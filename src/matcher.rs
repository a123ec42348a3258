//! Request matching logic.
//!
//! A [`Matcher`] is a closed set of predicates over a [`Request`], evaluated
//! by a single dispatch in [`Matcher::matches`]. Matching never fails: a body
//! that is not JSON, a missing header or an unresolvable path is a non-match.

use crate::error::{Result, StubServerError};
use crate::request::Request;
use regex::Regex;
use serde_json::Value;

/// A predicate over an incoming request.
#[derive(Debug, Clone)]
pub enum Matcher {
    /// Matches every request (catch-all).
    Any,
    /// Method equality, ignoring case.
    MethodEquals(String),
    /// Exact path equality. Trailing slashes are significant.
    UriEquals(String),
    UriStartsWith(String),
    /// Full-match regex over the path.
    UriMatches(Regex),
    UriGlob(globset::GlobMatcher),
    /// Header name is case-insensitive, value is exact.
    HeaderEquals { name: String, value: String },
    /// Decoded query parameter equality.
    QueryEquals { name: String, value: String },
    /// Exact body text.
    TextBodyEquals(String),
    /// Structural equality of the JSON body.
    JsonBodyEquals(Value),
    /// A predicate on the values selected by a JSON path.
    JsonPath {
        path: JsonPathExpr,
        predicate: ValuePredicate,
    },
    /// All must match; evaluated left to right, stops at the first miss.
    And(Vec<Matcher>),
    /// Any must match; evaluated left to right, stops at the first hit.
    Or(Vec<Matcher>),
    Not(Box<Matcher>),
}

impl Matcher {
    pub fn method(method: impl Into<String>) -> Self {
        Self::MethodEquals(method.into())
    }

    pub fn uri(uri: impl Into<String>) -> Self {
        Self::UriEquals(uri.into())
    }

    pub fn uri_starts_with(prefix: impl Into<String>) -> Self {
        Self::UriStartsWith(prefix.into())
    }

    /// Path must fully match `pattern`.
    pub fn uri_matches(pattern: &str) -> Result<Self> {
        Ok(Self::UriMatches(full_match_regex(pattern)?))
    }

    pub fn uri_glob(pattern: &str) -> Result<Self> {
        let glob = globset::Glob::new(pattern)
            .map_err(|e| StubServerError::Configuration(format!("invalid glob: {e}")))?;
        Ok(Self::UriGlob(glob.compile_matcher()))
    }

    pub fn header(name: impl Into<String>, value: impl Into<String>) -> Self {
        Self::HeaderEquals {
            name: name.into(),
            value: value.into(),
        }
    }

    pub fn query(name: impl Into<String>, value: impl Into<String>) -> Self {
        Self::QueryEquals {
            name: name.into(),
            value: value.into(),
        }
    }

    pub fn text(body: impl Into<String>) -> Self {
        Self::TextBodyEquals(body.into())
    }

    /// JSON body equal to the serialized form of `expected`.
    pub fn json<T: serde::Serialize>(expected: &T) -> Result<Self> {
        let value = serde_json::to_value(expected)
            .map_err(|e| StubServerError::Configuration(format!("invalid json: {e}")))?;
        Ok(Self::JsonBodyEquals(value))
    }

    /// Value at `path` equals `expected`.
    pub fn json_path_eq(path: &str, expected: impl Into<Value>) -> Self {
        Self::json_path(path, ValuePredicate::Equals(expected.into()))
    }

    pub fn json_path(path: &str, predicate: ValuePredicate) -> Self {
        Self::JsonPath {
            path: JsonPathExpr::new(path),
            predicate,
        }
    }

    pub fn and(matchers: impl IntoIterator<Item = Matcher>) -> Self {
        Self::And(matchers.into_iter().collect())
    }

    pub fn or(matchers: impl IntoIterator<Item = Matcher>) -> Self {
        Self::Or(matchers.into_iter().collect())
    }

    #[allow(clippy::should_implement_trait)]
    pub fn not(matcher: Matcher) -> Self {
        Self::Not(Box::new(matcher))
    }

    /// Whether `request` satisfies this predicate.
    pub fn matches(&self, request: &Request) -> bool {
        match self {
            Matcher::Any => true,
            Matcher::MethodEquals(method) => request.method().eq_ignore_ascii_case(method),
            Matcher::UriEquals(uri) => request.uri() == uri,
            Matcher::UriStartsWith(prefix) => request.uri().starts_with(prefix.as_str()),
            Matcher::UriMatches(regex) => regex.is_match(request.uri()),
            Matcher::UriGlob(glob) => glob.is_match(request.uri()),
            Matcher::HeaderEquals { name, value } => request.header(name) == Some(value.as_str()),
            Matcher::QueryEquals { name, value } => {
                request.query_param(name).as_deref() == Some(value.as_str())
            }
            Matcher::TextBodyEquals(text) => request.body() == text.as_bytes(),
            Matcher::JsonBodyEquals(expected) => request
                .json()
                .map(|actual| json_eq(expected, actual))
                .unwrap_or(false),
            Matcher::JsonPath { path, predicate } => match request.json() {
                Some(json) => {
                    let selected = path.select(json);
                    match predicate {
                        ValuePredicate::Exists(expected) => selected.is_empty() != *expected,
                        _ => selected.iter().any(|v| predicate.test(v)),
                    }
                }
                None => false,
            },
            Matcher::And(matchers) => matchers.iter().all(|m| m.matches(request)),
            Matcher::Or(matchers) => matchers.iter().any(|m| m.matches(request)),
            Matcher::Not(matcher) => !matcher.matches(request),
        }
    }

    /// Validate anything that is only checked lazily (JSON paths).
    pub fn validate(&self) -> Result<()> {
        match self {
            Matcher::JsonPath { path, .. } => path.validate(),
            Matcher::And(matchers) | Matcher::Or(matchers) => {
                matchers.iter().try_for_each(Matcher::validate)
            }
            Matcher::Not(matcher) => matcher.validate(),
            _ => Ok(()),
        }
    }
}

/// A JSON path, normalized to its `$`-rooted form.
///
/// `cc_number`, `payment_info.cc_number` and `items[0]` are accepted as
/// shorthand for `$.cc_number` and so on. Recursive descent (`$..cc_number`)
/// is passed through untouched.
#[derive(Debug, Clone, PartialEq, Eq)]
pub struct JsonPathExpr(String);

impl JsonPathExpr {
    pub fn new(path: &str) -> Self {
        let path = path.trim();
        let normalized = if path.starts_with('$') {
            path.to_string()
        } else if path.starts_with('[') {
            format!("${path}")
        } else {
            format!("$.{path}")
        };
        Self(normalized)
    }

    pub fn as_str(&self) -> &str {
        &self.0
    }

    pub fn validate(&self) -> Result<()> {
        use jsonpath_rust::JsonPath;

        let parsed: std::result::Result<JsonPath, _> = JsonPath::try_from(self.0.as_str());
        parsed
            .map(|_| ())
            .map_err(|e| StubServerError::Configuration(format!("invalid json path {}: {e}", self.0)))
    }

    /// Every non-null value the path selects in `json`.
    pub fn select(&self, json: &Value) -> Vec<Value> {
        use jsonpath_rust::JsonPath;

        let path = match JsonPath::try_from(self.0.as_str()) {
            Ok(p) => p,
            Err(_) => return Vec::new(),
        };

        match path.find(json) {
            Value::Array(values) => values.into_iter().filter(|v| !v.is_null()).collect(),
            Value::Null => Vec::new(),
            other => vec![other],
        }
    }
}

/// A test applied to a single value selected from a JSON body.
#[derive(Debug, Clone)]
pub enum ValuePredicate {
    Equals(Value),
    /// Full-match regex over the value's text.
    Matches(Regex),
    StartsWith(String),
    EndsWith(String),
    Contains(String),
    /// Evaluated against the whole selection: `Exists(false)` holds when
    /// the path selects nothing in a JSON body.
    Exists(bool),
    GreaterThan(f64),
    GreaterOrEqual(f64),
    LessThan(f64),
    LessOrEqual(f64),
}

impl ValuePredicate {
    pub fn matches(pattern: &str) -> Result<Self> {
        Ok(Self::Matches(full_match_regex(pattern)?))
    }

    fn test(&self, actual: &Value) -> bool {
        match self {
            ValuePredicate::Equals(expected) => json_eq(expected, actual),
            ValuePredicate::Matches(regex) => {
                scalar_text(actual).map(|s| regex.is_match(&s)).unwrap_or(false)
            }
            ValuePredicate::StartsWith(prefix) => scalar_text(actual)
                .map(|s| s.starts_with(prefix.as_str()))
                .unwrap_or(false),
            ValuePredicate::EndsWith(suffix) => scalar_text(actual)
                .map(|s| s.ends_with(suffix.as_str()))
                .unwrap_or(false),
            ValuePredicate::Contains(needle) => scalar_text(actual)
                .map(|s| s.contains(needle.as_str()))
                .unwrap_or(false),
            ValuePredicate::Exists(expected) => *expected,
            ValuePredicate::GreaterThan(bound) => numeric(actual).is_some_and(|n| n > *bound),
            ValuePredicate::GreaterOrEqual(bound) => numeric(actual).is_some_and(|n| n >= *bound),
            ValuePredicate::LessThan(bound) => numeric(actual).is_some_and(|n| n < *bound),
            ValuePredicate::LessOrEqual(bound) => numeric(actual).is_some_and(|n| n <= *bound),
        }
    }
}

fn full_match_regex(pattern: &str) -> Result<Regex> {
    Regex::new(&format!("^(?:{pattern})$"))
        .map_err(|e| StubServerError::Configuration(format!("invalid regex: {e}")))
}

/// Structural JSON equality where numbers compare by value and a string
/// expectation accepts a number with the same canonical text.
pub fn json_eq(expected: &Value, actual: &Value) -> bool {
    match (expected, actual) {
        (Value::Number(e), Value::Number(a)) => match (e.as_f64(), a.as_f64()) {
            (Some(e), Some(a)) => e == a,
            _ => e == a,
        },
        (Value::String(e), Value::String(a)) => e == a,
        (Value::String(e), Value::Number(a)) => *e == a.to_string(),
        (Value::Array(e), Value::Array(a)) => {
            e.len() == a.len() && e.iter().zip(a).all(|(e, a)| json_eq(e, a))
        }
        (Value::Object(e), Value::Object(a)) => {
            e.len() == a.len()
                && e
                    .iter()
                    .all(|(key, e)| a.get(key).is_some_and(|a| json_eq(e, a)))
        }
        (e, a) => e == a,
    }
}

fn scalar_text(value: &Value) -> Option<String> {
    match value {
        Value::String(s) => Some(s.clone()),
        Value::Number(n) => Some(n.to_string()),
        Value::Bool(b) => Some(b.to_string()),
        _ => None,
    }
}

fn numeric(value: &Value) -> Option<f64> {
    match value {
        Value::Number(n) => n.as_f64(),
        Value::String(s) => s.trim().parse().ok(),
        _ => None,
    }
}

......

* [YOUR ASSIGNMENT]
Would you print exactly and only the lines of the material above that run from the line with "pub fn json<T: serde::Serialize>(expected: &T)" through the line with "pub fn and(matchers: impl", both included?

* [SOLUTION FOR THIS PROBLEM]
    pub fn json<T: serde::Serialize>(expected: &T) -> Result<Self> {
        let value = serde_json::to_value(expected)
            .map_err(|e| StubServerError::Configuration(format!("invalid json: {e}")))?;
        Ok(Self::JsonBodyEquals(value))
    }

    /// Value at `path` equals `expected`.
    pub fn json_path_eq(path: &str, expected: impl Into<Value>) -> Self {
        Self::json_path(path, ValuePredicate::Equals(expected.into()))
    }

    pub fn json_path(path: &str, predicate: ValuePredicate) -> Self {
        Self::JsonPath {
            path: JsonPathExpr::new(path),
            predicate,
        }
    }

    pub fn and(matchers: impl IntoIterator<Item = Matcher>) -> Self {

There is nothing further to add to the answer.